**Prompt**
Review the listing and copy each line that holds the word "derive".

□ □ □ □ □ □ □

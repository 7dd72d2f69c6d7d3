//! Enrichment payload and gap assessment
//!
//! Two field sets drive the router's decisions: the free-scrapable set
//! (filled by scrapers at zero cost) and the stricter paid-required set
//! (fields that need real analysis). A field counts as missing when it is
//! absent, too short to be useful, an empty list, or a placeholder value.

use serde::{Deserialize, Serialize};

use crate::catalog::record::{ChangelogEntry, ToolRecord, dedup_preserving_order};

/// Minimum length for a string field to count as populated.
const MIN_USEFUL_LEN: usize = 5;

/// Placeholder values that count as missing.
const PLACEHOLDERS: [&str; 3] = ["Unknown", "N/A", "TBD"];

/// Fields the enrichment layer can fill.
#[derive(Debug, Clone, Copy, PartialEq, Eq, Serialize, Deserialize)]
#[serde(rename_all = "snake_case")]
pub enum EnrichmentField {
    Description,
    Pricing,
    KeyFeatures,
    Strengths,
    Limitations,
    UseCases,
    Changelog,
    Status,
    FoundingYear,
}

impl EnrichmentField {
    /// Fields that require paid analysis when still missing after the free
    /// tier: these need synthesis, not scraping.
    pub const PAID_REQUIRED: [EnrichmentField; 5] = [
        EnrichmentField::Pricing,
        EnrichmentField::KeyFeatures,
        EnrichmentField::Limitations,
        EnrichmentField::UseCases,
        EnrichmentField::Changelog,
    ];

    pub fn as_str(&self) -> &'static str {
        match self {
            EnrichmentField::Description => "description",
            EnrichmentField::Pricing => "pricing",
            EnrichmentField::KeyFeatures => "key_features",
            EnrichmentField::Strengths => "strengths",
            EnrichmentField::Limitations => "limitations",
            EnrichmentField::UseCases => "use_cases",
            EnrichmentField::Changelog => "changelog",
            EnrichmentField::Status => "status",
            EnrichmentField::FoundingYear => "founding_year",
        }
    }

    /// Whether this field is missing (or a placeholder) on the record.
    pub fn is_missing_on(&self, tool: &ToolRecord) -> bool {
        match self {
            EnrichmentField::Description => is_blank(tool.description.as_deref()),
            EnrichmentField::Pricing => is_blank(tool.pricing.as_deref()),
            EnrichmentField::KeyFeatures => tool.key_features.is_empty(),
            EnrichmentField::Strengths => tool.strengths.is_empty(),
            EnrichmentField::Limitations => tool.limitations.is_empty(),
            EnrichmentField::UseCases => tool.use_cases.is_empty(),
            EnrichmentField::Changelog => tool.changelog.is_empty(),
            EnrichmentField::Status => is_blank(tool.status.as_deref()),
            EnrichmentField::FoundingYear => tool.founding_year.is_none(),
        }
    }
}

fn is_blank(value: Option<&str>) -> bool {
    match value {
        None => true,
        Some(s) => {
            let trimmed = s.trim();
            trimmed.len() < MIN_USEFUL_LEN || PLACEHOLDERS.contains(&trimmed)
        }
    }
}

/// Paid-required fields still missing on the record.
pub fn missing_paid_fields(tool: &ToolRecord) -> Vec<EnrichmentField> {
    EnrichmentField::PAID_REQUIRED
        .into_iter()
        .filter(|field| field.is_missing_on(tool))
        .collect()
}

/// A partial set of enriched field values, produced by the cache, a scraper,
/// or the paid analyzer.
#[derive(Debug, Clone, Default, PartialEq, Serialize, Deserialize)]
#[serde(default)]
pub struct Enrichment {
    #[serde(skip_serializing_if = "Option::is_none")]
    pub description: Option<String>,
    #[serde(skip_serializing_if = "Option::is_none")]
    pub pricing: Option<String>,
    #[serde(skip_serializing_if = "Vec::is_empty")]
    pub key_features: Vec<String>,
    #[serde(skip_serializing_if = "Vec::is_empty")]
    pub strengths: Vec<String>,
    #[serde(skip_serializing_if = "Vec::is_empty")]
    pub limitations: Vec<String>,
    #[serde(skip_serializing_if = "Vec::is_empty")]
    pub use_cases: Vec<String>,
    #[serde(skip_serializing_if = "Vec::is_empty")]
    pub changelog: Vec<ChangelogEntry>,
    #[serde(skip_serializing_if = "Option::is_none")]
    pub status: Option<String>,
    #[serde(skip_serializing_if = "Option::is_none")]
    pub founding_year: Option<i32>,
    #[serde(skip_serializing_if = "Option::is_none")]
    pub github_stars: Option<u64>,
    #[serde(skip_serializing_if = "Option::is_none")]
    pub repo_url: Option<String>,
}

impl Enrichment {
    pub fn is_empty(&self) -> bool {
        *self == Enrichment::default()
    }

    /// Merge another enrichment into this one; the other side wins where it
    /// carries a value.
    pub fn merge(&mut self, other: Enrichment) {
        if other.description.is_some() {
            self.description = other.description;
        }
        if other.pricing.is_some() {
            self.pricing = other.pricing;
        }
        if !other.key_features.is_empty() {
            self.key_features = other.key_features;
        }
        if !other.strengths.is_empty() {
            self.strengths = other.strengths;
        }
        if !other.limitations.is_empty() {
            self.limitations = other.limitations;
        }
        if !other.use_cases.is_empty() {
            self.use_cases = other.use_cases;
        }
        if !other.changelog.is_empty() {
            self.changelog = other.changelog;
        }
        if other.status.is_some() {
            self.status = other.status;
        }
        if other.founding_year.is_some() {
            self.founding_year = other.founding_year;
        }
        if other.github_stars.is_some() {
            self.github_stars = other.github_stars;
        }
        if other.repo_url.is_some() {
            self.repo_url = other.repo_url;
        }
    }

    /// Apply every carried value onto the record, overwriting what was there.
    /// Lists are deduplicated preserving order.
    pub fn apply_to(&self, tool: &mut ToolRecord) {
        if let Some(description) = &self.description {
            tool.description = Some(description.clone());
        }
        if let Some(pricing) = &self.pricing {
            tool.pricing = Some(pricing.clone());
        }
        if !self.key_features.is_empty() {
            tool.key_features = self.key_features.clone();
            dedup_preserving_order(&mut tool.key_features);
        }
        if !self.strengths.is_empty() {
            tool.strengths = self.strengths.clone();
            dedup_preserving_order(&mut tool.strengths);
        }
        if !self.limitations.is_empty() {
            tool.limitations = self.limitations.clone();
            dedup_preserving_order(&mut tool.limitations);
        }
        if !self.use_cases.is_empty() {
            tool.use_cases = self.use_cases.clone();
            dedup_preserving_order(&mut tool.use_cases);
        }
        if !self.changelog.is_empty() {
            tool.changelog = self.changelog.clone();
        }
        if let Some(status) = &self.status {
            tool.status = Some(status.to_lowercase());
        }
        if let Some(year) = self.founding_year {
            tool.founding_year = Some(year);
        }
        if let Some(stars) = self.github_stars {
            tool.signals.github_stars = stars;
        }
        if let Some(repo_url) = &self.repo_url {
            tool.repo_url = Some(repo_url.clone());
        }
    }

    /// Apply only the values for fields still missing on the record. Used for
    /// paid analysis results, which must never clobber curated data.
    pub fn apply_missing(&self, tool: &mut ToolRecord) -> Vec<EnrichmentField> {
        let mut filled = Vec::new();

        for field in [
            EnrichmentField::Description,
            EnrichmentField::Pricing,
            EnrichmentField::KeyFeatures,
            EnrichmentField::Strengths,
            EnrichmentField::Limitations,
            EnrichmentField::UseCases,
            EnrichmentField::Changelog,
            EnrichmentField::Status,
            EnrichmentField::FoundingYear,
        ] {
            if !field.is_missing_on(tool) {
                continue;
            }
            if self.restricted_to(field).is_empty() {
                continue;
            }
            self.restricted_to(field).apply_to(tool);
            filled.push(field);
        }

        filled
    }

    /// An enrichment carrying only the given field's value.
    fn restricted_to(&self, field: EnrichmentField) -> Enrichment {
        let mut restricted = Enrichment::default();
        match field {
            EnrichmentField::Description => restricted.description = self.description.clone(),
            EnrichmentField::Pricing => restricted.pricing = self.pricing.clone(),
            EnrichmentField::KeyFeatures => restricted.key_features = self.key_features.clone(),
            EnrichmentField::Strengths => restricted.strengths = self.strengths.clone(),
            EnrichmentField::Limitations => restricted.limitations = self.limitations.clone(),
            EnrichmentField::UseCases => restricted.use_cases = self.use_cases.clone(),
            EnrichmentField::Changelog => restricted.changelog = self.changelog.clone(),
            EnrichmentField::Status => restricted.status = self.status.clone(),
            EnrichmentField::FoundingYear => restricted.founding_year = self.founding_year,
        }
        restricted
    }

    /// Capture the enrichable fields of a record for cache write-back.
    pub fn from_record(tool: &ToolRecord) -> Self {
        Self {
            description: tool.description.clone(),
            pricing: tool.pricing.clone(),
            key_features: tool.key_features.clone(),
            strengths: tool.strengths.clone(),
            limitations: tool.limitations.clone(),
            use_cases: tool.use_cases.clone(),
            changelog: tool.changelog.clone(),
            status: tool.status.clone(),
            founding_year: tool.founding_year,
            github_stars: (tool.signals.github_stars > 0).then_some(tool.signals.github_stars),
            repo_url: tool.repo_url.clone(),
        }
    }
}

#[cfg(test)]
mod tests {
    use super::*;
    use rstest::rstest;

    #[rstest]
    #[case(None, true)]
    #[case(Some(""), true)]
    #[case(Some("abc"), true)] // too short to be useful
    #[case(Some("Unknown"), true)]
    #[case(Some("N/A"), true)]
    #[case(Some("TBD"), true)]
    #[case(Some("Free tier plus $20/mo pro plan"), false)]
    fn is_blank_detects_placeholders(#[case] value: Option<&str>, #[case] expected: bool) {
        assert_eq!(is_blank(value), expected);
    }

    #[test]
    fn missing_paid_fields_reports_gaps_in_declaration_order() {
        let mut tool = ToolRecord::new("Jasper");
        tool.pricing = Some("Unknown".to_string());
        tool.key_features = vec!["templates".to_string()];
        tool.use_cases = vec!["marketing copy".to_string()];

        let missing = missing_paid_fields(&tool);
        assert_eq!(
            missing,
            vec![
                EnrichmentField::Pricing,
                EnrichmentField::Limitations,
                EnrichmentField::Changelog,
            ]
        );
    }

    #[test]
    fn apply_to_overwrites_and_dedups() {
        let mut tool = ToolRecord::new("Jasper");
        tool.description = Some("old text".to_string());

        let enrichment = Enrichment {
            description: Some("AI writing assistant for marketing teams".to_string()),
            key_features: vec![
                "templates".to_string(),
                "brand voice".to_string(),
                "templates".to_string(),
            ],
            status: Some("Active".to_string()),
            ..Enrichment::default()
        };
        enrichment.apply_to(&mut tool);

        assert_eq!(
            tool.description.as_deref(),
            Some("AI writing assistant for marketing teams")
        );
        assert_eq!(tool.key_features, vec!["templates", "brand voice"]);
        assert_eq!(tool.status.as_deref(), Some("active"));
    }

    #[test]
    fn apply_missing_never_clobbers_populated_fields() {
        let mut tool = ToolRecord::new("Jasper");
        tool.pricing = Some("$39/month Creator plan".to_string());

        let enrichment = Enrichment {
            pricing: Some("$49/month".to_string()),
            limitations: vec!["no offline mode".to_string()],
            ..Enrichment::default()
        };
        let filled = enrichment.apply_missing(&mut tool);

        assert_eq!(tool.pricing.as_deref(), Some("$39/month Creator plan"));
        assert_eq!(tool.limitations, vec!["no offline mode"]);
        assert_eq!(filled, vec![EnrichmentField::Limitations]);
    }

    #[test]
    fn from_record_roundtrips_through_apply_to() {
        let mut original = ToolRecord::new("Gamma");
        original.description = Some("AI presentation builder".to_string());
        original.pricing = Some("Free tier available".to_string());
        original.key_features = vec!["slide generation".to_string()];
        original.signals.github_stars = 420;

        let payload = Enrichment::from_record(&original);
        let mut restored = ToolRecord::new("Gamma");
        payload.apply_to(&mut restored);

        assert_eq!(restored.description, original.description);
        assert_eq!(restored.pricing, original.pricing);
        assert_eq!(restored.key_features, original.key_features);
        assert_eq!(restored.signals.github_stars, 420);
    }
}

□ □ □ □ □ □ □

**Worked solution**
#[derive(Debug, Clone, Copy, PartialEq, Eq, Serialize, Deserialize)]
#[derive(Debug, Clone, Default, PartialEq, Serialize, Deserialize)]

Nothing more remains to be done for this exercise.